Солнце краем вползло в комнату. Это значило, что наступил вечер. За перегородкой затрещала кровать – громадный человек проснулся, трубно вздыхал, сопел, потом сказал: «Ай-вай-вай…» – снова затрещала кровать, протопали тяжелые ноги, ударила дверь, ушел. Теперь, когда я лежал в полной тишине и одиночестве, я понял, что безобразное орание из-за денег – вовсе не из-за денег. Все-таки я надеялся на известие. Я – не они. Молчание неестественно, даже если все кончено, потому что, когда человек звонит вдруг на рассвете и говорит, что болен, пускай даже чужой человек, бывший родственник, надо быть уж совсем скотами, чтобы тупо молчать девять дней. Впрочем, Кирка пригрозил как-то: «Ладно, вот убегу из дома, а тебя хватит инфаркт. Потому что я могу жить без тебя, а ты без меня – не можешь». Поганец, сказал правду. Там что-то случилось. Черт с ними, позвоню и узнаю.

Я ходил по комнате, бормоча: «В доме помешанного не говорят о жировке, в доме повешенного…» Стало легче от того, что принял решение. Вдруг пришла Валя. Совсем забыл, что она должна принести лекарство. Я сел на кровать, к столу, она измерила давление. Немного повысилось: сто пятьдесят на сто. Ага, «кондратий» все ближе. Вот что значит поволноваться.

– Вы работали сегодня? – спросила Валя.

– Бездельничал.

– А выходили из дома? Гуляли?

– Немного.

Валя морщила лоб, глядела на меня с напряжением и, как видно, собирала воедино все свои небольшие познания о гипертонии и сердечных болезнях. Она была не в халате, а в белой нарядной кофточке и в синих нейлоновых брюках, плотно облегающих. Наверное, здорово жарко в этих брюках. Но зато выглядело элегантно. Я заметил, что и прическа не та, что утром.

– Вы куда-то собрались? – спросил я. – В кино?

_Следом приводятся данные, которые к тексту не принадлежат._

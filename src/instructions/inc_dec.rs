//! # Increment and Decrement Instructions
//!
//! This module implements:
//! - INC, DEC: on memory (read-modify-write) or, on the CMOS part, on the
//!   accumulator
//! - INX, INY, DEX, DEY: on the index registers
//!
//! All update Z and N from the result. The abs,X memory forms always cost
//! 7 cycles; no dynamic page-cross penalty applies to read-modify-write
//! increments.

use crate::{AddressingMode, ExecutionError, MemoryBus, CPU, OPCODE_TABLE};

/// Executes the INC (Increment) instruction, on A or memory.
pub(crate) fn execute_inc<M: MemoryBus>(
    cpu: &mut CPU<M>,
    opcode: u8,
) -> Result<(), ExecutionError> {
    let metadata = &OPCODE_TABLE[opcode as usize];

    let result = if metadata.addressing_mode == AddressingMode::Accumulator {
        cpu.a = cpu.a.wrapping_add(1);
        cpu.a
    } else {
        let (addr, _) = cpu.operand_address(metadata.addressing_mode)?;
        let result = cpu.memory.read(addr)?.wrapping_add(1);
        cpu.memory.write(addr, result)?;
        result
    };

    cpu.set_nz(result);
    cpu.cycles.add(metadata.base_cycles as u64);

    Ok(())
}

/// Executes the DEC (Decrement) instruction, on A or memory.
pub(crate) fn execute_dec<M: MemoryBus>(
    cpu: &mut CPU<M>,
    opcode: u8,
) -> Result<(), ExecutionError> {
    let metadata = &OPCODE_TABLE[opcode as usize];

    let result = if metadata.addressing_mode == AddressingMode::Accumulator {
        cpu.a = cpu.a.wrapping_sub(1);
        cpu.a
    } else {
        let (addr, _) = cpu.operand_address(metadata.addressing_mode)?;
        let result = cpu.memory.read(addr)?.wrapping_sub(1);
        cpu.memory.write(addr, result)?;
        result
    };

    cpu.set_nz(result);
    cpu.cycles.add(metadata.base_cycles as u64);

    Ok(())
}

/// Executes the INX (Increment X Register) instruction.
pub(crate) fn execute_inx<M: MemoryBus>(
    cpu: &mut CPU<M>,
    opcode: u8,
) -> Result<(), ExecutionError> {
    let metadata = &OPCODE_TABLE[opcode as usize];

    cpu.x = cpu.x.wrapping_add(1);
    cpu.set_nz(cpu.x);

    cpu.cycles.add(metadata.base_cycles as u64);

    Ok(())
}

/// Executes the INY (Increment Y Register) instruction.
pub(crate) fn execute_iny<M: MemoryBus>(
    cpu: &mut CPU<M>,
    opcode: u8,
) -> Result<(), ExecutionError> {
    let metadata = &OPCODE_TABLE[opcode as usize];

    cpu.y = cpu.y.wrapping_add(1);
    cpu.set_nz(cpu.y);

    cpu.cycles.add(metadata.base_cycles as u64);

    Ok(())
}

/// Executes the DEX (Decrement X Register) instruction.
pub(crate) fn execute_dex<M: MemoryBus>(
    cpu: &mut CPU<M>,
    opcode: u8,
) -> Result<(), ExecutionError> {
    let metadata = &OPCODE_TABLE[opcode as usize];

    cpu.x = cpu.x.wrapping_sub(1);
    cpu.set_nz(cpu.x);

    cpu.cycles.add(metadata.base_cycles as u64);

    Ok(())
}

/// Executes the DEY (Decrement Y Register) instruction.
pub(crate) fn execute_dey<M: MemoryBus>(
    cpu: &mut CPU<M>,
    opcode: u8,
) -> Result<(), ExecutionError> {
    let metadata = &OPCODE_TABLE[opcode as usize];

    cpu.y = cpu.y.wrapping_sub(1);
    cpu.set_nz(cpu.y);

    cpu.cycles.add(metadata.base_cycles as u64);

    Ok(())
}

– Нет, я сегодня дома буду.

Она сидела, положив одну синюю ногу на другую, и у меня не было никакого желания притронуться к ее коленям или взять за руку, как было утром. Резерпин она положила на стол, аппарат спрятала, но почему-то не уходила. Я не знал, чего мне хотелось: чтобы она ушла или осталась. Разговаривать было вроде не о чем. Она молчала, я тоже молчал. Игра в молчанку была как раз ей по возрасту. Я думал: сегодня позвонить уже не удастся, почта до пяти. Завтра с утра. Никаких разговоров. Просто узнать: все здоровы? Прекрасно. Повесить трубку. Всего этого уже не существует в моей жизни, но должен быть порядок.

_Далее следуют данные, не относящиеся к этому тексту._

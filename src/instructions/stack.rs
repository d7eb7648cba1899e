//! # Stack Operations
//!
//! This module implements stack manipulation instructions:
//! - PHA, PHX, PHY: push A/X/Y (PHX/PHY are CMOS)
//! - PHP: push processor status with B and the unused bit forced to 1
//! - PLA, PLX, PLY: pull A/X/Y, updating Z and N
//! - PLP: pull processor status, ignoring the B and unused bits
//!
//! The stack lives at 0x0100-0x01FF and grows downward: a push writes to
//! 0x0100 | SP and then decrements SP; a pull increments SP first and then
//! reads. Pushes cost 3 cycles, pulls 4.

use crate::{ExecutionError, MemoryBus, CPU, OPCODE_TABLE};

/// Executes a push instruction (PHA, PHX, PHY, PHP).
///
/// PHP pushes the status byte with B (bit 4) and the unused bit (bit 5)
/// both set; the live flags are unchanged.
pub(crate) fn execute_push<M: MemoryBus>(
    cpu: &mut CPU<M>,
    opcode: u8,
) -> Result<(), ExecutionError> {
    let metadata = &OPCODE_TABLE[opcode as usize];

    let value = match opcode {
        0x48 => cpu.a,                  // PHA
        0xDA => cpu.x,                  // PHX
        0x5A => cpu.y,                  // PHY
        0x08 => cpu.status() | 0b0011_0000, // PHP
        _ => unreachable!("opcode 0x{opcode:02X} is not a push"),
    };
    cpu.push(value)?;

    cpu.cycles.add(metadata.base_cycles as u64);

    Ok(())
}

/// Executes a pull instruction (PLA, PLX, PLY, PLP).
///
/// PLA/PLX/PLY update Z and N from the pulled value. PLP restores all
/// documented flags from the pulled byte; B and the unused bit are masked.
pub(crate) fn execute_pull<M: MemoryBus>(
    cpu: &mut CPU<M>,
    opcode: u8,
) -> Result<(), ExecutionError> {
    let metadata = &OPCODE_TABLE[opcode as usize];

    let value = cpu.pull()?;
    match opcode {
        // PLA
        0x68 => {
            cpu.a = value;
            cpu.set_nz(value);
        }
        // PLX
        0xFA => {
            cpu.x = value;
            cpu.set_nz(value);
        }
        // PLY
        0x7A => {
            cpu.y = value;
            cpu.set_nz(value);
        }
        // PLP
        0x28 => {
            cpu.set_status(value);
        }
        _ => unreachable!("opcode 0x{opcode:02X} is not a pull"),
    }

    cpu.cycles.add(metadata.base_cycles as u64);

    Ok(())
}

– Да… – сказал я после молчания. – Между прочим, знаете что, Валя? Я видел вашего кавалера.

– Какого это кавалера?

– Ну, этого маленького. Который ночью приходил с конфетами.

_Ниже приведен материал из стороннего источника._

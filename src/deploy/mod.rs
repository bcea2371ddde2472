// Deploy module - Dependency-ordered deployment pipelines
// Validates the named-input graph up front, executes strictly in order,
// and resumes idempotently from persisted completion markers

mod orchestrator;
mod step;

pub use orchestrator::{DeployError, Orchestrator};
pub use step::{Pipeline, StepAction, StepDef};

– А! Назарчика? – Она засмеялась, и ее лицо вдруг стало оживленным и милым. – Он пьяница, все его угощают, бедного, и он шатается каждый день. А ему пить нельзя. Здоровье не позволяет. Недавно два ребра сломал, влезал через форточку в свою комнату, ключ потерял. Мы его в больницу возили. Вообще, он сирота, один живет, как собака бездомная. Я его жалею, дурачка, а он и вправду подумал…

– Что? – спросил я, зевая. Началась одышка, как всегда вечером, от переутомления. Но ведь сегодня я не работал. – Жениться предлагает?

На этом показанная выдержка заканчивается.